## Try it
Copy the lines exactly. Begin at the first line of the data and stop after the line with "repository path is".

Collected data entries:
// SPDX-FileCopyrightText: Copyright (c) 2024-2025 The serval Authors. All rights reserved.
// SPDX-License-Identifier: Apache-2.0

//! Error taxonomy of the serving core.
//!
//! Every distinguishing failure the registry, the loader and the pipeline
//! validator can report is a [Status] variant carrying the offending
//! identifier. Transport layers map these onto their wire status codes.

use crate::model::ModelVersion;

#[derive(Debug, Clone, PartialEq, thiserror::Error)]
pub enum Status {
    // --- filesystem / loading ---
    #[error("model repository path is invalid: {path}")]
    PathInvalid { path: String },

    #[error("backend could not load network for model {name} version {version}: {reason}")]
    NetworkNotLoaded {
        name: String,
        version: ModelVersion,
        reason: String,
    },

    #[error("requested shape is incompatible for model {name} version {version}: {reason}")]
    ReshapeFailed {
        name: String,
        version: ModelVersion,
        reason: String,
    },

    // --- registry lookup ---
    #[error("model with requested name is not found: {name}")]
    ModelNameMissing { name: String },

    #[error("model {name} has no version matching the request (requested: {requested})")]
    ModelVersionMissing { name: String, requested: String },

    #[error("model {name} version {version} is not loaded yet")]
    ModelVersionNotLoadedYet { name: String, version: ModelVersion },

    #[error("model {name} version {version} is not loaded anymore")]
    ModelVersionNotLoadedAnymore { name: String, version: ModelVersion },

    // --- inference ---
    #[error("no free inference slot for model {name} version {version} within the deadline")]
    InferSlotDeadlineExceeded { name: String, version: ModelVersion },

    #[error("inference failed on model {name} version {version}: {reason}")]
    InferenceFailed {
        name: String,
        version: ModelVersion,
        reason: String,
    },

    // --- pipeline definition ---
    #[error("pipeline {pipeline} declares node name {node} more than once")]
    PipelineNodeNameDuplicate { pipeline: String, node: String },

    #[error("pipeline {pipeline} is missing an entry or exit node")]
    PipelineMissingEntryOrExit { pipeline: String },

    #[error("pipeline {pipeline} declares multiple entry nodes")]
    PipelineMultipleEntryNodes { pipeline: String },

    #[error("pipeline {pipeline} declares multiple exit nodes")]
    PipelineMultipleExitNodes { pipeline: String },

    #[error("pipeline {pipeline} node {node} depends on undeclared node {dependency}")]
    PipelineMissingDependency {
        pipeline: String,
        node: String,
        dependency: String,
    },

    #[error("pipeline {pipeline} edge into node {node} carries no tensor bindings")]
    PipelineDefinitionMissingDependencyMapping { pipeline: String, node: String },

    #[error("pipeline {pipeline} node {node} references missing output {output}")]
    InvalidMissingOutput {
        pipeline: String,
        node: String,
        output: String,
    },

    #[error("pipeline {pipeline} node {node} references missing input {input}")]
    InvalidMissingInput {
        pipeline: String,
        node: String,
        input: String,
    },

    #[error(
        "pipeline {pipeline} node {node} uses model {model} with a dynamic batch size or shape, which pipelines forbid"
    )]
    ForbiddenModelDynamicParameter {
        pipeline: String,
        node: String,
        model: String,
    },

    #[error("cycle found in pipeline {pipeline} involving nodes: {}", nodes.join(", "))]
    PipelineCycleFound {
        pipeline: String,
        nodes: Vec<String>,
    },

    #[error("pipeline {pipeline} contains nodes not connected to the entry-exit path")]
    PipelineContainsUnconnectedNodes { pipeline: String },

    #[error("pipeline definition already exists: {pipeline}")]
    PipelineDefinitionAlreadyExists { pipeline: String },

    #[error("pipeline definition with requested name is not found: {pipeline}")]
    PipelineDefinitionNameMissing { pipeline: String },

    // --- configuration ---
    #[error("configuration is invalid: {reason}")]
    ConfigInvalid { reason: String },

    #[error("invalid shape specification: {value}")]
    ShapeInvalid { value: String },

    #[error("invalid batch size specification: {value}")]
    BatchSizeInvalid { value: String },

    #[error("invalid model version policy: {reason}")]
    VersionPolicyInvalid { reason: String },

    #[error("filesystem error on {path}: {reason}")]
    Filesystem { path: String, reason: String },
}

impl Status {
    /// True for the lookup outcomes a caller may meaningfully retry after a
    /// reconciliation cycle.
    pub fn is_transient(&self) -> bool {
        matches!(
            self,
            Status::ModelVersionNotLoadedYet { .. } | Status::InferSlotDeadlineExceeded { .. }
        )
    }
}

## Answer below
// SPDX-FileCopyrightText: Copyright (c) 2024-2025 The serval Authors. All rights reserved.
// SPDX-License-Identifier: Apache-2.0

//! Error taxonomy of the serving core.
//!
//! Every distinguishing failure the registry, the loader and the pipeline
//! validator can report is a [Status] variant carrying the offending
//! identifier. Transport layers map these onto their wire status codes.

use crate::model::ModelVersion;

#[derive(Debug, Clone, PartialEq, thiserror::Error)]
pub enum Status {
    // --- filesystem / loading ---
    #[error("model repository path is invalid: {path}")]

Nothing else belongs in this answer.